On Mon, 2006-11-13 at 22:11 -0500, k12osn-request at redhat.com wrote:

> Content-Type: text/plain; charset="iso-8859-1"
> 
> Hi all,
> 
> I have been hacking at my sound issue for the better part of 3 days
> now and
> I hope someone can point me in the right direction.
> 
> -problem 1: sound only for root and only on the server itself
> -problem 2: thin clients don't see ANY sound card (in Gnome) under
> Preferences>Sound unless I do chmod -R 777 /dev/dsp and chmod -R 777
> /dev/snd and then they ONLY see the servers Sound card after reboot.
> Sound
because (drum roll....), remember, unless you are doing local apps,
everything is running on the server, so when running sound card
detection, you are running it on the server.

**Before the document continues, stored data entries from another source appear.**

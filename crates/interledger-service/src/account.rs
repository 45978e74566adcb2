use crate::AccountId;

use std::collections::{BTreeMap, HashMap};
use std::fmt;
use std::str::FromStr;
use std::sync::Arc;

use parking_lot::RwLock;
use serde::{Deserialize, Serialize};

/// The business relationship with a peer account. Drives which routes are
/// advertised to, and accepted from, that peer.
#[derive(Clone, Copy, Debug, PartialEq, Eq, Hash, Serialize, Deserialize)]
#[serde(try_from = "String", into = "String")]
pub enum AccountRelationship {
    /// The peer is our upstream provider
    Parent,
    /// Peered without a provider/customer relationship
    Peer,
    /// The peer is our customer
    Child,
}

impl AccountRelationship {
    pub fn is_parent(self) -> bool {
        self == AccountRelationship::Parent
    }

    pub fn is_peer(self) -> bool {
        self == AccountRelationship::Peer
    }

    pub fn is_child(self) -> bool {
        self == AccountRelationship::Child
    }

    pub fn is_peer_or_parent(self) -> bool {
        self != AccountRelationship::Child
    }

    pub fn as_str(self) -> &'static str {
        match self {
            AccountRelationship::Parent => "PARENT",
            AccountRelationship::Peer => "PEER",
            AccountRelationship::Child => "CHILD",
        }
    }
}

impl FromStr for AccountRelationship {
    type Err = String;

    fn from_str(string: &str) -> Result<Self, Self::Err> {
        match string.to_ascii_uppercase().as_str() {
            "PARENT" => Ok(AccountRelationship::Parent),
            "PEER" => Ok(AccountRelationship::Peer),
            "CHILD" => Ok(AccountRelationship::Child),
            _ => Err(format!("Invalid account relationship: {}", string)),
        }
    }
}

impl std::convert::TryFrom<String> for AccountRelationship {
    type Error = String;

    fn try_from(string: String) -> Result<Self, Self::Error> {
        AccountRelationship::from_str(&string)
    }
}

impl From<AccountRelationship> for String {
    fn from(relationship: AccountRelationship) -> Self {
        relationship.as_str().to_owned()
    }
}

impl fmt::Display for AccountRelationship {
    fn fmt(&self, f: &mut fmt::Formatter) -> fmt::Result {
        f.write_str(self.as_str())
    }
}

/// Names the transport a link uses. Always stored upper-case so `loopback`
/// and `LOOPBACK` select the same link factory.
#[derive(Clone, PartialEq, Eq, Hash, PartialOrd, Ord, Serialize, Deserialize)]
#[serde(from = "String", into = "String")]
pub struct LinkType(String);

impl LinkType {
    pub const LOOPBACK: &'static str = "LOOPBACK";
    pub const PING_LOOPBACK: &'static str = "PING_LOOPBACK";
    pub const ILP_OVER_HTTP: &'static str = "ILP_OVER_HTTP";

    pub fn of(value: &str) -> Self {
        LinkType(value.trim().to_uppercase())
    }

    pub fn loopback() -> Self {
        LinkType::of(Self::LOOPBACK)
    }

    pub fn ping_loopback() -> Self {
        LinkType::of(Self::PING_LOOPBACK)
    }

    pub fn ilp_over_http() -> Self {
        LinkType::of(Self::ILP_OVER_HTTP)
    }

    #[inline]
    pub fn value(&self) -> &str {
        &self.0
    }
}

impl From<String> for LinkType {
    fn from(value: String) -> Self {
        LinkType::of(&value)
    }
}

impl From<&str> for LinkType {
    fn from(value: &str) -> Self {
        LinkType::of(value)
    }
}

impl From<LinkType> for String {
    fn from(link_type: LinkType) -> Self {
        link_type.0
    }
}

impl fmt::Debug for LinkType {
    fn fmt(&self, f: &mut fmt::Formatter) -> fmt::Result {
        write!(f, "LinkType({})", self.0)
    }
}

impl fmt::Display for LinkType {
    fn fmt(&self, f: &mut fmt::Formatter) -> fmt::Result {
        f.write_str(&self.0)
    }
}

/// Free-form, link-specific settings such as URLs and shared secrets.
///
/// Values may be secret, so `Debug` only ever prints the keys.
#[derive(Clone, Default, PartialEq, Eq, Serialize, Deserialize)]
#[serde(transparent)]
pub struct CustomSettings(BTreeMap<String, String>);

impl CustomSettings {
    pub fn new() -> Self {
        CustomSettings::default()
    }

    pub fn get(&self, key: &str) -> Option<&str> {
        self.0.get(key).map(String::as_str)
    }

    pub fn insert<K: Into<String>, V: Into<String>>(&mut self, key: K, value: V) {
        self.0.insert(key.into(), value.into());
    }

    pub fn with<K: Into<String>, V: Into<String>>(mut self, key: K, value: V) -> Self {
        self.insert(key, value);
        self
    }

    pub fn keys(&self) -> impl Iterator<Item = &str> {
        self.0.keys().map(String::as_str)
    }

    pub fn is_empty(&self) -> bool {
        self.0.is_empty()
    }
}

impl<K: Into<String>, V: Into<String>> std::iter::FromIterator<(K, V)> for CustomSettings {
    fn from_iter<I: IntoIterator<Item = (K, V)>>(iter: I) -> Self {
        CustomSettings(
            iter.into_iter()
                .map(|(k, v)| (k.into(), v.into()))
                .collect(),
        )
    }
}

impl fmt::Debug for CustomSettings {
    fn fmt(&self, f: &mut fmt::Formatter) -> fmt::Result {
        f.debug_map()
            .entries(self.0.keys().map(|key| (key, "[redacted]")))
            .finish()
    }
}

#[derive(Clone, Copy, Debug, Default, PartialEq, Eq, Serialize, Deserialize)]
pub struct RateLimitSettings {
    #[serde(default)]
    pub max_packets_per_second: Option<u32>,
}

/// Everything the connector knows about a peer account.
///
/// Owned by whatever loads the configuration; the connector only reads it.
#[derive(Clone, Debug, PartialEq, Serialize, Deserialize)]
pub struct AccountSettings {
    pub id: AccountId,
    #[serde(default)]
    pub description: String,
    pub relationship: AccountRelationship,
    pub asset_code: String,
    pub asset_scale: u8,
    #[serde(default)]
    pub maximum_packet_amount: Option<u64>,
    #[serde(default)]
    pub rate_limit: RateLimitSettings,
    pub link_type: LinkType,
    #[serde(default)]
    pub send_routes: Option<bool>,
    #[serde(default)]
    pub receive_routes: Option<bool>,
    #[serde(default)]
    pub custom_settings: CustomSettings,
}

impl AccountSettings {
    pub fn new(id: AccountId, relationship: AccountRelationship, link_type: LinkType) -> Self {
        AccountSettings {
            id,
            description: String::new(),
            relationship,
            asset_code: "XRP".to_owned(),
            asset_scale: 9,
            maximum_packet_amount: None,
            rate_limit: RateLimitSettings::default(),
            link_type,
            send_routes: None,
            receive_routes: None,
            custom_settings: CustomSettings::default(),
        }
    }

    pub fn with_maximum_packet_amount(mut self, maximum_packet_amount: u64) -> Self {
        self.maximum_packet_amount = Some(maximum_packet_amount);
        self
    }

    pub fn with_max_packets_per_second(mut self, max_packets_per_second: u32) -> Self {
        self.rate_limit.max_packets_per_second = Some(max_packets_per_second);
        self
    }

    pub fn with_custom_settings(mut self, custom_settings: CustomSettings) -> Self {
        self.custom_settings = custom_settings;
        self
    }

    pub fn with_asset(mut self, asset_code: &str, asset_scale: u8) -> Self {
        self.asset_code = asset_code.to_owned();
        self.asset_scale = asset_scale;
        self
    }

    /// Defaults to true for peers and children.
    pub fn should_send_routes(&self) -> bool {
        self.send_routes
            .unwrap_or_else(|| !self.relationship.is_parent())
    }

    /// Defaults to true for peers and parents.
    pub fn should_receive_routes(&self) -> bool {
        self.receive_routes
            .unwrap_or_else(|| !self.relationship.is_child())
    }
}

/// Read-only lookup of account settings, consulted once per packet and once
/// per route broadcast, so implementations must be cheap.
pub trait AccountSettingsStore: Send + Sync {
    fn find_account_settings(&self, account_id: &AccountId) -> Option<AccountSettings>;

    fn all_account_settings(&self) -> Vec<AccountSettings>;
}

impl<S: AccountSettingsStore + ?Sized> AccountSettingsStore for Arc<S> {
    fn find_account_settings(&self, account_id: &AccountId) -> Option<AccountSettings> {
        (**self).find_account_settings(account_id)
    }

    fn all_account_settings(&self) -> Vec<AccountSettings> {
        (**self).all_account_settings()
    }
}

#[derive(Clone, Default)]
pub struct InMemoryAccountSettingsStore {
    accounts: Arc<RwLock<HashMap<AccountId, AccountSettings>>>,
}

impl InMemoryAccountSettingsStore {
    pub fn new<I>(accounts: I) -> Self
    where
        I: IntoIterator<Item = AccountSettings>,
    {
        let accounts = accounts
            .into_iter()
            .map(|account| (account.id.clone(), account))
            .collect();
        InMemoryAccountSettingsStore {
            accounts: Arc::new(RwLock::new(accounts)),
        }
    }

    /// Adds or replaces an account, returning the previous settings.
    pub fn insert(&self, account: AccountSettings) -> Option<AccountSettings> {
        self.accounts.write().insert(account.id.clone(), account)
    }

    pub fn remove(&self, account_id: &AccountId) -> Option<AccountSettings> {
        self.accounts.write().remove(account_id)
    }
}

impl AccountSettingsStore for InMemoryAccountSettingsStore {
    fn find_account_settings(&self, account_id: &AccountId) -> Option<AccountSettings> {
        self.accounts.read().get(account_id).cloned()
    }

    fn all_account_settings(&self) -> Vec<AccountSettings> {
        let mut accounts: Vec<AccountSettings> = self.accounts.read().values().cloned().collect();
        accounts.sort_by(|a, b| a.id.cmp(&b.id));
        accounts
    }
}
//! Interledger packet serialization/deserialization.
//!
//! Contains the ILP address types, the standard error codes and the
//! Prepare/Fulfill/Reject packets together with their OER encoding.

mod address;
mod error;
mod errors;
pub mod oer;
mod packet;

pub use self::address::{Address, AddressError, AddressPrefix};
pub use self::error::{ErrorClass, ErrorCode};
pub use self::errors::{ParseError, PacketTypeError};

pub use self::packet::MaxPacketAmountDetails;
pub use self::packet::{Fulfill, Packet, PacketType, Prepare, Reject};
pub use self::packet::{FulfillBuilder, PrepareBuilder, RejectBuilder};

> has NEVER worked for ANY of the several clients I have tried to use.
> 
> Sound seems like a VERY difficult nut to crack. 
Not really. We have 8 yr old Compaq desktops and brand new thin clients
with sound. If you are using GNOME, make sure you are using esd in
lts.conf and commented out nasd.

When the client boots, right before the display is enabled, see if it
recognizes and initiates (right word?) the sound card. If it only says
something like sound card not detected, choose correct sound module or
something similar (my coffee and memory haven't kicked in this morning)
you need to list the sound card in the lts.conf file. Most Sound Blaster
cards are auto recognized though. If yours isn't, google around as lots
of folks have posted various permutations especially with laptops which
seem particularly finicky as clients. Many older PCs with built-in sound
actually use the ISA configuration that's commented out in lts.conf even
though the motherboard has only PCI slots. We were wonderfully surprised
when a bunch of old Compaqs barked to life with their little built-in
speakers recently. 

If all else fails, cheap $5 SB-compatible PCI cards from newegg.com work
fine.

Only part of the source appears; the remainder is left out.